# Dirty Bum (Vent)



## Regina L

One of my girls started laying about 2 weeks ago, and she lays the healthiest green eggs! 
She's about 8 months old. 
But her bum is always dirty. 
Should I worry about it? Do I wash it? If so, how do I go about it?
Thank you, and Happy New Year!


----------



## jaystyles75

It's normal. Our best layers have the dirtiest bums. It just builds up


----------



## robin416

No, it shouldn't. It can cause scald if left. 

Try putting her on some pro biotics, it might be that her digestive system is not in balance. Changes in environment can cause some issues, like sudden changes in weather. Very wet weather can get some of them a bitty runny. I've seen it in my own flock as our weather whips back & forth.


----------



## Regina L

She is on Fermented feed, veggies and legumes! She eats better than my family! Lol
She seems to be a great layer


----------



## Regina L

This is her bum! 
Our temperatures have been in the teens, so if I did wash her, what else should I do to get her from having a "bum-sicle" LOL (couldn't help myself! Hahah)


----------



## Regina L

And thank you guys for your prompt responses!


----------



## jaystyles75

I have mine on ff as well, and the layers are the ones with the dirty bums.


----------



## nj2wv

Just keep an eye out to be on the safe side. My layers have messy rears but not as much as that.


----------



## GratefulGirl

Could she have gleet? Doesn't look normal messy to me.


----------



## jaystyles75

All of my layers looked exactly the same all summer long. They are very healthy, and in the fall it seemed to clear up except for the 3 hens that have continued to lay so far this winter. The more eggs we get from them the worse they look. We have 2 hens that have yet to lay an egg, and one rooster that have never had a "dirty bum". We also have 6 guineas that share a coop with the chickens, and also have not had the "dirty bums". Last summer Bee posted how her grandmother always said you could tell the best layers by the bums because their vents were looser.


----------



## robin416

A messy rear end is not normal. I raised predominately white birds. The only time you saw a messy rear end was after worming or in very hot, humid weather. 

If messy rear ends was normal no one would raise white show birds since they would never be able to show them.


----------



## cgmccary

GratefulGirl said:


> Could she have gleet? Doesn't look normal messy to me.


 I have some who cannot stay clean.

Good question. FWIW, I have had some experience with vent gleet over the years. It shows up from time to time in my flock.
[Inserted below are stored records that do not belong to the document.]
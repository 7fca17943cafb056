//! In-memory display surface

use std::collections::{BTreeMap, BTreeSet, HashMap};

use serde_json::{json, Value};

use super::{ChartKind, DisplaySurface, Slot};
use crate::view::{AssetCard, ControlGroup, SelectorGroup};

/// Records everything written to it.
///
/// Every slot is present unless removed with [`MemorySurface::without`].
#[derive(Debug, Clone, Default)]
pub struct MemorySurface {
    missing: BTreeSet<Slot>,
    texts: BTreeMap<Slot, String>,
    cards: Vec<AssetCard>,
    card_renders: usize,
    controls: HashMap<ControlGroup, SelectorGroup>,
    chart_options: HashMap<ChartKind, Vec<Value>>,
    resizes: HashMap<ChartKind, usize>,
}

impl MemorySurface {
    pub fn new() -> Self {
        Self::default()
    }

    /// Treat `slot` as absent from the page
    pub fn without(mut self, slot: Slot) -> Self {
        self.missing.insert(slot);
        self
    }

    pub fn text(&self, slot: Slot) -> Option<&str> {
        self.texts.get(&slot).map(String::as_str)
    }

    pub fn cards(&self) -> &[AssetCard] {
        &self.cards
    }

    /// How many times the card container was rebuilt
    pub fn card_renders(&self) -> usize {
        self.card_renders
    }

    pub fn controls(&self, group: ControlGroup) -> Option<&SelectorGroup> {
        self.controls.get(&group)
    }

    /// Every option pushed to `chart`, oldest first
    pub fn chart_options(&self, chart: ChartKind) -> &[Value] {
        self.chart_options
            .get(&chart)
            .map(Vec::as_slice)
            .unwrap_or(&[])
    }

    pub fn last_chart_option(&self, chart: ChartKind) -> Option<&Value> {
        self.chart_options(chart).last()
    }

    pub fn resize_count(&self, chart: ChartKind) -> usize {
        self.resizes.get(&chart).copied().unwrap_or(0)
    }

    /// Current contents as a JSON document
    pub fn to_json(&self) -> Value {
        let texts: serde_json::Map<String, Value> = self
            .texts
            .iter()
            .map(|(slot, text)| (slot.element_id().to_string(), json!(text)))
            .collect();

        let active = |group: ControlGroup| {
            self.controls
                .get(&group)
                .and_then(|c| c.active_key())
                .map(str::to_string)
        };

        json!({
            "texts": texts,
            "cards": self.cards,
            "active": {
                "asset": active(ControlGroup::Asset),
                "timeframe": active(ControlGroup::Timeframe),
            },
            "charts": {
                "sentiment_gauge": self.last_chart_option(ChartKind::SentimentGauge),
                "price": self.last_chart_option(ChartKind::Price),
            }
        })
    }
}

impl DisplaySurface for MemorySurface {
    fn has_slot(&self, slot: Slot) -> bool {
        !self.missing.contains(&slot)
    }

    fn set_text(&mut self, slot: Slot, text: &str) {
        if !self.has_slot(slot) {
            return;
        }
        tracing::debug!(slot = slot.element_id(), text, "Label updated");
        self.texts.insert(slot, text.to_string());
    }

    fn set_cards(&mut self, cards: &[AssetCard]) {
        if !self.has_slot(Slot::CryptoCards) {
            return;
        }
        tracing::debug!(count = cards.len(), "Cards rendered");
        self.cards = cards.to_vec();
        self.card_renders += 1;
    }

    fn set_controls(&mut self, group: ControlGroup, controls: &SelectorGroup) {
        if !self.has_slot(group.slot()) {
            return;
        }
        self.controls.insert(group, controls.clone());
    }

    fn set_chart_option(&mut self, chart: ChartKind, option: &Value) {
        if !self.has_slot(chart.slot()) {
            return;
        }
        self.chart_options
            .entry(chart)
            .or_default()
            .push(option.clone());
    }

    fn resize_chart(&mut self, chart: ChartKind) {
        if !self.has_slot(chart.slot()) {
            return;
        }
        *self.resizes.entry(chart).or_insert(0) += 1;
    }
}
Some of my hens are aged & this is where it usually appears in my flock, not in pullets or young hens (<3 years old).

In the OP's bird in question, this is probably not vent gleet as it has a very distinct and awful smell (and one a decent nose will pick up on; I can smell it when I enter a coop full of hens-- I ask, "who has vent gleet?") AND also, the hen does not lay or if she does, rarely. This is because the fungus/ yeast is in the reproductive system. Some hens, for a number of reasons, just end up with poop on themselves.

Vent gleet varies in its severity. It is NOT contagious. If it were vent gleet, I have used betadine in a spray bottle. If I am able, I bathe the bird and get the crust and "gleet off). If not, I clean the area with a wound wash getting all the "gleet" off which is usually crusted around the vent. I then pat dry and spray vent and skin around the vent with a couple of squirts of betadine. More effective: I have also used anti-fungal creams (like for athlete's foot) -- applied twice daily for a couple of weeks. Avoid feeding wet foods such as water melon & such. Nystation suspension (obtained from a vet) or some other antifungal medication can be very effective.

Sometimes, these treatments work well and sometimes, they don't. Hens usually are the ones who get vent gleet but sometimes, roosters can to. I had one rooster who got it one time, and I could not get rid of it. I had to cull the rooster.

Vent gleet, if it gets out of hand, can kill the bird. It leads to a painful infection in her reproductive and digestive tracts.

Using a clove of garlic crushed per gallon of water is supposed to be useful too. Hope this helps someone.


----------



## Regina L

Thanks again for all the info. 
This white young hen (about 9 months old) lays a green egg every day! 
She has been an awesome layer, despite the freezing weather. 
When the weather is this cold, do any of you have to dry her off after you wash her vent before sending her back to the flock?


----------